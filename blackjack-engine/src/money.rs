//! Money helpers. All amounts are held in whole cents.

/// Convert whole dollars to cents.
pub fn dollars(amount: u64) -> u64 {
    amount * 100
}

/// Format cents as `$12` or `$12.50`.
pub fn format_money(cents: u64) -> String {
    let whole = cents / 100;
    let frac = cents % 100;
    if frac == 0 {
        format!("${}", whole)
    } else {
        format!("${}.{:02}", whole, frac)
    }
}
//! Blackjack Rules dialog.
//!
//! The rules text reflects the table settings in effect (decks, dealer soft
//! 17, blackjack payout).

use crate::ui_constants::{DIALOG_BUTTON_MIN_WIDTH, RULES_DIALOG_MAX_HEIGHT, RULES_DIALOG_WIDTH};
use blackjack_engine::TableRules;
use egui::{Context, Id, Modal};

pub const RULES_TITLE: &str = "Blackjack Rules";

/// Rule paragraphs for `rules`.
pub fn rules_text(rules: &TableRules) -> Vec<String> {
    let decks = if rules.deck_count == 1 {
        "a single 52-card deck".to_string()
    } else {
        format!("a shoe of {} decks", rules.deck_count)
    };
    let soft_17 = if rules.dealer_hits_soft_17 {
        "The dealer draws to 16 and also hits a soft 17."
    } else {
        "The dealer draws to 16 and stands on all 17s."
    };

    vec![
        "Get closer to 21 than the dealer without going over.".to_string(),
        format!("Cards are dealt from {}.", decks),
        "Number cards count their face value, picture cards count 10, and an \
         Ace counts 1 or 11."
            .to_string(),
        "Choose your bet with the Bet menu, then Deal. You and the dealer \
         receive two cards each; one dealer card stays face down."
            .to_string(),
        "Hit takes another card. Stand ends your turn. Double doubles your bet \
         on your first two cards, takes exactly one more card and stands."
            .to_string(),
        soft_17.to_string(),
        format!(
            "A two-card 21 is Blackjack and pays {}. Other wins pay 1:1; equal \
             totals push and your bet is returned.",
            rules.blackjack_payout.display_name()
        ),
        "Going over 21 is a bust and loses the bet.".to_string(),
    ]
}

/// Draw the rules dialog. Returns `true` once it should close.
pub fn show(ctx: &Context, rules: &TableRules) -> bool {
    let mut close = false;

    let modal = Modal::new(Id::new("rules_modal")).show(ctx, |ui| {
        ui.set_width(RULES_DIALOG_WIDTH);
        ui.heading(RULES_TITLE);
        ui.add_space(8.0);
        egui::ScrollArea::vertical()
            .max_height(RULES_DIALOG_MAX_HEIGHT)
            .show(ui, |ui| {
                for paragraph in rules_text(rules) {
                    ui.label(paragraph);
                    ui.add_space(4.0);
                }
            });
        ui.separator();
        let ok = egui::Button::new("OK").min_size(egui::vec2(DIALOG_BUTTON_MIN_WIDTH, 0.0));
        if ui.add(ok).clicked() {
            close = true;
        }
    });

    close || modal.should_close()
}

#[cfg(test)]
mod tests {
    use super::*;
    use blackjack_config::BlackjackPayout;

    #[test]
    fn test_rules_follow_table_settings() {
        let rules = TableRules {
            deck_count: 6,
            reshuffle_threshold: 52,
            dealer_hits_soft_17: true,
            blackjack_payout: BlackjackPayout::SixToFive,
        };
        let text = rules_text(&rules).join(" ");
        assert!(text.contains("6 decks"));
        assert!(text.contains("hits a soft 17"));
        assert!(text.contains(BlackjackPayout::SixToFive.display_name()));
    }

    #[test]
    fn test_default_rules_single_deck() {
        let text = rules_text(&TableRules::default()).join(" ");
        assert!(text.contains("single 52-card deck"));
        assert!(text.contains("stands on all 17s"));
    }
}
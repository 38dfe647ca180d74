// Library exports for testing and potential library use
//
// Blackjack runs entirely on the winit event-loop thread. The only lock is the
// `parking_lot::Mutex` around the debug log file in `debug.rs`; the tokio
// runtime exists solely to drive async GPU setup.

/// Application version (root crate version, for use by sub-crates).
pub const VERSION: &str = env!("CARGO_PKG_VERSION");

#[macro_use]
pub mod debug;

pub mod about_ui;
pub mod app;
pub mod cli;
pub mod colour_picker_ui;
pub mod config {
    //! Configuration re-exports from `blackjack-config`.
    pub use blackjack_config::*;
}
pub mod dialogs;
pub mod game_panel;
pub mod menu;
pub mod menu_bar_ui;
pub mod player_details_ui;
pub mod player_store;
pub mod rules_ui;
pub mod traits;
pub mod ui_constants;
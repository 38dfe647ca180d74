//! Keyboard accelerators matched from winit key events.
//!
//! Used wherever the native menu does not deliver accelerators itself
//! (everywhere but macOS). Keys are matched by physical position on a QWERTY
//! layout first, so shortcuts keep working on non-Latin layouts, then by the
//! logical character.

use super::actions::MenuCommand;
use winit::event::KeyEvent;
use winit::keyboard::{Key, KeyCode, ModifiersState, PhysicalKey};

/// Whether `modifiers` is exactly the platform menu-shortcut modifier.
///
/// Cmd on macOS, Ctrl elsewhere. Shift and Alt variants are not accelerators.
pub fn is_menu_modifier(modifiers: ModifiersState) -> bool {
    #[cfg(target_os = "macos")]
    let expected = ModifiersState::SUPER;
    #[cfg(not(target_os = "macos"))]
    let expected = ModifiersState::CONTROL;

    modifiers == expected
}

/// Resolve a key plus modifiers to the command it accelerates.
pub fn command_for_combo(key: char, modifiers: ModifiersState) -> Option<MenuCommand> {
    if !is_menu_modifier(modifiers) {
        return None;
    }
    MenuCommand::from_shortcut(key)
}

/// Resolve a winit key event to the command it accelerates.
pub fn command_for_key(event: &KeyEvent, modifiers: ModifiersState) -> Option<MenuCommand> {
    if !event.state.is_pressed() || event.repeat {
        return None;
    }

    let physical = match event.physical_key {
        PhysicalKey::Code(code) => qwerty_char(code),
        PhysicalKey::Unidentified(_) => None,
    };
    let logical = match &event.logical_key {
        Key::Character(s) => s.chars().next(),
        _ => None,
    };

    physical
        .and_then(|ch| command_for_combo(ch, modifiers))
        .or_else(|| logical.and_then(|ch| command_for_combo(ch, modifiers)))
}

/// Character a physical key produces on a US QWERTY keyboard, for the keys
/// used as accelerators.
pub fn qwerty_char(code: KeyCode) -> Option<char> {
    let ch = match code {
        KeyCode::KeyC => 'c',
        KeyCode::KeyD => 'd',
        KeyCode::KeyF => 'f',
        KeyCode::KeyN => 'n',
        KeyCode::KeyO => 'o',
        KeyCode::KeyS => 's',
        KeyCode::KeyU => 'u',
        KeyCode::Digit1 => '1',
        KeyCode::Digit2 => '2',
        KeyCode::Digit3 => '3',
        KeyCode::Digit4 => '4',
        KeyCode::Digit5 => '5',
        _ => return None,
    };
    Some(ch)
}

#[cfg(test)]
mod tests {
    use super::*;
    use crate::menu::Chip;

    #[cfg(target_os = "macos")]
    const MENU_MOD: ModifiersState = ModifiersState::SUPER;
    #[cfg(not(target_os = "macos"))]
    const MENU_MOD: ModifiersState = ModifiersState::CONTROL;

    #[test]
    fn test_menu_modifier_resolves_commands() {
        assert_eq!(command_for_combo('n', MENU_MOD), Some(MenuCommand::Deal));
        assert_eq!(command_for_combo('C', MENU_MOD), Some(MenuCommand::Hit));
        assert_eq!(
            command_for_combo('4', MENU_MOD),
            Some(MenuCommand::Bet(Chip::TwentyFive))
        );
    }

    #[test]
    fn test_missing_or_extra_modifier_is_ignored() {
        assert_eq!(command_for_combo('n', ModifiersState::empty()), None);
        assert_eq!(
            command_for_combo('n', MENU_MOD | ModifiersState::SHIFT),
            None
        );
        assert_eq!(command_for_combo('n', MENU_MOD | ModifiersState::ALT), None);
    }

    #[test]
    fn test_unbound_key_is_ignored() {
        assert_eq!(command_for_combo('x', MENU_MOD), None);
    }

    #[test]
    fn test_qwerty_covers_every_shortcut() {
        let codes = [
            KeyCode::KeyC,
            KeyCode::KeyD,
            KeyCode::KeyF,
            KeyCode::KeyN,
            KeyCode::KeyO,
            KeyCode::KeyS,
            KeyCode::KeyU,
            KeyCode::Digit1,
            KeyCode::Digit2,
            KeyCode::Digit3,
            KeyCode::Digit4,
            KeyCode::Digit5,
        ];
        let chars: Vec<char> = codes.iter().filter_map(|c| qwerty_char(*c)).collect();
        for command in MenuCommand::ALL {
            if let Some(key) = command.shortcut() {
                assert!(chars.contains(&key), "{:?} not reachable", command);
            }
        }
    }
}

————

Pull together all lines from the data that mention the word "join".

Exercise response -
        let text = rules_text(&rules).join(" ");
        let text = rules_text(&TableRules::default()).join(" ");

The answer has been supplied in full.